Nouveau silence. Suivi par un éclat de rire, mais je ne les connaissais pas suffisamment pour déterminer de laquelle il venait.
-Oh arrête, on sait toutes les deux que tu en as après moi seulement à cause de ce que j'ai fait tout à l'heure. N'essaye pas de nier, je lis en toi comme dans un livre ouvert.
-Très drôle. Mais j'apprécierais que tu arrêtes à l'avenir.
-Je ne te promets rien. Tu es beaucoup trop amusante.
-Lydie..., gronda Vida.
Rien que dans ce prénom, Vida avait réussi à véhiculer une véritable menace. Le même rire retentit. Lydie, très certainement. Quand elle parla, même de là où je me trouvais, j'entendis clairement la menace sous-jacente dans sa voix, comme autant de lames de rasoir.
-Je t'en prie, Vida. On sait toutes les deux que si tu voulais m'affronter, je l'emporterai.
-Tout comme on sait toutes les deux que tu ne te relèverais pas d'une balle dans la tête, répliqua Vida sur le même ton. Et même toi tu as besoin de dormir.

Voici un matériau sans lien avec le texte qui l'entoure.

//! In-process stand-ins for the vendor, the CMS, and event consumers.

#![allow(clippy::unwrap_used)]

use std::io::{Cursor, Write};
use std::sync::Mutex;

use async_trait::async_trait;
use bytes::Bytes;
use chrono::Utc;
use locsync_common::{AppError, AppResult};
use locsync_db::entities::job::JobStatus;
use locsync_db::entities::{job, job_translation, project};
use locsync_smartling::{
    ClientError, CreateJobParams, JobDetails, JobList, JobListItem, ProjectDetails,
    TranslationsArchive,
};
use zip::write::SimpleFileOptions;

use super::catalog::{ContentCatalog, SourceDescription};
use super::events::SyncEventHandler;
use super::vendor::VendorApi;
use crate::po::PoEntry;

pub(crate) fn test_project() -> project::Model {
    project::Model {
        id: "proj1".to_string(),
        environment: "production".to_string(),
        account_uid: "acct1".to_string(),
        project_uid: "proj-uid".to_string(),
        archived: false,
        name: "Website".to_string(),
        type_code: "APPLICATION_RESOURCES".to_string(),
        source_locale_id: "en".to_string(),
        source_locale_description: "English".to_string(),
        first_synced_at: Utc::now().into(),
        last_synced_at: Utc::now().into(),
    }
}

/// A job row in `status`, with sync state consistent with it.
pub(crate) fn test_job(id: &str, status: JobStatus) -> job::Model {
    let synced = status != JobStatus::Unsynced;
    let now = Utc::now();
    job::Model {
        id: id.to_string(),
        project_id: "proj1".to_string(),
        source_content_type: "page".to_string(),
        source_object_id: "42".to_string(),
        user_id: Some("user1".to_string()),
        name: "1a2b3c4d #42".to_string(),
        description: "CMS translation job for page 'About us'.".to_string(),
        reference_number: String::new(),
        due_date: None,
        translation_job_uid: if synced { "uid-1".to_string() } else { String::new() },
        status,
        first_synced_at: synced.then(|| now.into()),
        last_synced_at: synced.then(|| now.into()),
        file_uri: if synced { format!("job_{id}_42.po") } else { String::new() },
        content_hash: "hash".to_string(),
        translations_imported_at: None,
        created_at: now.into(),
        updated_at: now.into(),
    }
}

pub(crate) fn test_translation(id: &str, job_id: &str, locale: &str) -> job_translation::Model {
    job_translation::Model {
        id: format!("jt-{id}"),
        job_id: job_id.to_string(),
        translation_id: id.to_string(),
        locale: locale.to_string(),
        imported_at: None,
        created_at: Utc::now().into(),
    }
}

pub(crate) fn job_details(uid: &str, status: &str) -> JobDetails {
    JobDetails {
        translation_job_uid: uid.to_string(),
        job_name: "1a2b3c4d #42".to_string(),
        job_status: status.to_string(),
        description: Some("CMS translation job for page 'About us'.".to_string()),
        reference_number: None,
        due_date: None,
        target_locale_ids: vec!["fr-FR".to_string()],
        job_number: None,
        created_date: None,
        modified_date: None,
        source_files: vec![],
    }
}

/// ZIP archive from `(path, content)` pairs.
pub(crate) fn build_zip(entries: &[(&str, &str)]) -> Vec<u8> {
    let mut writer = zip::ZipWriter::new(Cursor::new(Vec::new()));
    for (path, content) in entries {
        writer
            .start_file(*path, SimpleFileOptions::default())
            .unwrap();
        writer.write_all(content.as_bytes()).unwrap();
    }
    writer.finish().unwrap().into_inner()
}

fn not_configured(what: &str) -> ClientError {
    ClientError::InvalidResponse(format!("{what} not configured"))
}

/// Vendor stand-in that records every call.
#[derive(Default)]
pub(crate) struct FakeVendor {
    project: Option<ProjectDetails>,
    existing_jobs: Vec<JobListItem>,
    created_job: Option<JobDetails>,
    job_details: Option<JobDetails>,
    job_missing: bool,
    context_fails: bool,
    archive: Option<Vec<u8>>,
    calls: Mutex<Vec<String>>,
    pub(crate) created: Mutex<Vec<CreateJobParams>>,
    pub(crate) batches: Mutex<Vec<(String, Vec<String>)>>,
    pub(crate) uploads: Mutex<Vec<(String, String, Vec<String>)>>,
    pub(crate) contexts: Mutex<Vec<(String, String)>>,
}

impl FakeVendor {
    pub(crate) fn with_project(mut self, project: ProjectDetails) -> Self {
        self.project = Some(project);
        self
    }

    pub(crate) fn with_existing_job(mut self, name: &str) -> Self {
        self.existing_jobs.push(JobListItem {
            job_name: name.to_string(),
            translation_job_uid: Some("uid-existing".to_string()),
            job_status: Some("IN_PROGRESS".to_string()),
        });
        self
    }

    pub(crate) fn with_created_job(mut self, details: JobDetails) -> Self {
        self.created_job = Some(details);
        self
    }

    pub(crate) fn with_job_details(mut self, details: JobDetails) -> Self {
        self.job_details = Some(details);
        self
    }

    pub(crate) fn with_job_missing(mut self) -> Self {
        self.job_missing = true;
        self
    }

    pub(crate) fn with_failing_context(mut self) -> Self {
        self.context_fails = true;
        self
    }

    pub(crate) fn with_archive(mut self, archive: Vec<u8>) -> Self {
        self.archive = Some(archive);
        self
    }

    /// Number of calls made to `method`.
    pub(crate) fn calls(&self, method: &str) -> usize {
        self.calls
            .lock()
            .unwrap()
            .iter()
            .filter(|c| *c == method)
            .count()
    }

    fn record(&self, method: &str) {
        self.calls.lock().unwrap().push(method.to_string());
    }
}

#[async_trait]
impl VendorApi for FakeVendor {
    fn project_id(&self) -> &str {
        "proj-uid"
    }

    async fn get_project_details(&self) -> Result<ProjectDetails, ClientError> {
        self.record("get_project_details");
        self.project
            .clone()
            .ok_or_else(|| not_configured("project"))
    }

    async fn list_jobs(&self, name: Option<&str>) -> Result<JobList, ClientError> {
        self.record("list_jobs");
        let items: Vec<JobListItem> = self
            .existing_jobs
            .iter()
            .filter(|j| name.is_none_or(|n| j.job_name.contains(n)))
            .cloned()
            .collect();
        Ok(JobList {
            total_count: Some(items.len() as u64),
            items,
        })
    }

    async fn create_job(&self, params: &CreateJobParams) -> Result<JobDetails, ClientError> {
        self.record("create_job");
        self.created.lock().unwrap().push(params.clone());
        self.created_job
            .clone()
            .ok_or_else(|| not_configured("created job"))
    }

    async fn get_job_details(&self, job_uid: &str) -> Result<JobDetails, ClientError> {
        self.record("get_job_details");
        if self.job_missing {
            return Err(ClientError::JobNotFound(job_uid.to_string()));
        }
        self.job_details
            .clone()
            .ok_or_else(|| not_configured("job details"))
    }

    async fn create_batch(
        &self,
        job_uid: &str,
        file_uris: &[String],
    ) -> Result<String, ClientError> {
        self.record("create_batch");
        self.batches
            .lock()
            .unwrap()
            .push((job_uid.to_string(), file_uris.to_vec()));
        Ok("batch-1".to_string())
    }

    async fn upload_file_to_batch(
        &self,
        batch_uid: &str,
        file_uri: &str,
        content: String,
        locale_ids_to_authorize: &[String],
    ) -> Result<(), ClientError> {
        self.record("upload_file_to_batch");
        assert_eq!(batch_uid, "batch-1");
        self.uploads.lock().unwrap().push((
            file_uri.to_string(),
            content,
            locale_ids_to_authorize.to_vec(),
        ));
        Ok(())
    }

    async fn add_visual_context(
        &self,
        job_uid: &str,
        page_url: &str,
        _html: Vec<u8>,
    ) -> Result<String, ClientError> {
        self.record("add_visual_context");
        if self.context_fails {
            return Err(ClientError::InvalidResponse("context upload rejected".to_string()));
        }
        self.contexts
            .lock()
            .unwrap()
            .push((job_uid.to_string(), page_url.to_string()));
        Ok("process-1".to_string())
    }

    async fn download_translations(
        &self,
        _file_uri: &str,
    ) -> Result<TranslationsArchive, ClientError> {
        self.record("download_translations");
        let bytes = self.archive.clone().ok_or_else(|| not_configured("archive"))?;
        TranslationsArchive::from_bytes(Bytes::from(bytes))
    }
}

/// CMS stand-in with a fixed export.
pub(crate) struct FakeCatalog {
    entries: Vec<PoEntry>,
    pub(crate) imports: Mutex<Vec<(String, Vec<PoEntry>)>>,
}

impl Default for FakeCatalog {
    fn default() -> Self {
        Self {
            entries: vec![
                PoEntry::source(Some("title"), "About us"),
                PoEntry::source(Some("body"), "We make things."),
            ],
            imports: Mutex::default(),
        }
    }
}

impl FakeCatalog {
    pub(crate) fn with_entries(entries: Vec<PoEntry>) -> Self {
        Self {
            entries,
            imports: Mutex::default(),
        }
    }

    pub(crate) fn imported_ids(&self) -> Vec<String> {
        self.imports
            .lock()
            .unwrap()
            .iter()
            .map(|(id, _)| id.clone())
            .collect()
    }
}

#[async_trait]
impl ContentCatalog for FakeCatalog {
    async fn export_po(&self, _content_type: &str, _object_id: &str) -> AppResult<Vec<PoEntry>> {
        Ok(self.entries.clone())
    }

    async fn describe_source(
        &self,
        content_type: &str,
        object_id: &str,
    ) -> AppResult<SourceDescription> {
        Ok(SourceDescription {
            content_type: content_type.to_string(),
            object_id: object_id.to_string(),
            kind: "page".to_string(),
            title: "About us".to_string(),
        })
    }

    async fn import_translation(
        &self,
        _job: &job::Model,
        translation: &job_translation::Model,
        entries: Vec<PoEntry>,
    ) -> AppResult<()> {
        if entries.is_empty() {
            return Err(AppError::Validation("empty translation".to_string()));
        }
        self.imports
            .lock()
            .unwrap()
            .push((translation.translation_id.clone(), entries));
        Ok(())
    }
}

/// Event handler that remembers what it saw.
#[derive(Default)]
pub(crate) struct RecordingHandler {
    imported: Mutex<Vec<String>>,
    batches: Mutex<Vec<Vec<String>>>,
}

impl RecordingHandler {
    pub(crate) fn imported(&self) -> Vec<String> {
        self.imported.lock().unwrap().clone()
    }

    pub(crate) fn batches(&self) -> Vec<Vec<String>> {
        self.batches.lock().unwrap().clone()
    }
}

#[async_trait]
impl SyncEventHandler for RecordingHandler {
    async fn translation_imported(
        &self,
        _job: &job::Model,
        translation: &job_translation::Model,
    ) -> AppResult<()> {
        self.imported
            .lock()
            .unwrap()
            .push(translation.translation_id.clone());
        Ok(())
    }

    async fn import_successful(
        &self,
        _job: &job::Model,
        translations: &[job_translation::Model],
    ) -> AppResult<()> {
        self.batches.lock().unwrap().push(
            translations
                .iter()
                .map(|t| t.translation_id.clone())
                .collect(),
        );
        Ok(())
    }
}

Des bruissements retentirent mais je n'entendis plus aucune voix. Elles s'étaient probablement recouchées. Je soupirai et me rallongeai, avant de tendre la main, faisant tournoyer trois cailloux entre mes doigts tout en réfléchissant.
L'entente de façade entre Vida et Lydie n'était probablement que ça : une façade. J'imaginais qu'elles devaient au moins faire semblant de s'apprécier minimum si elles devaient faire des missions ensemble. Mais d'un autre coté... Il y avait quelque chose d'étrange dans leur discours. Une tension, des secrets qui me semblaient dangereux.
Et je n'étais pas certaine de vouloir découvrir à quel point ils étaient dangereux.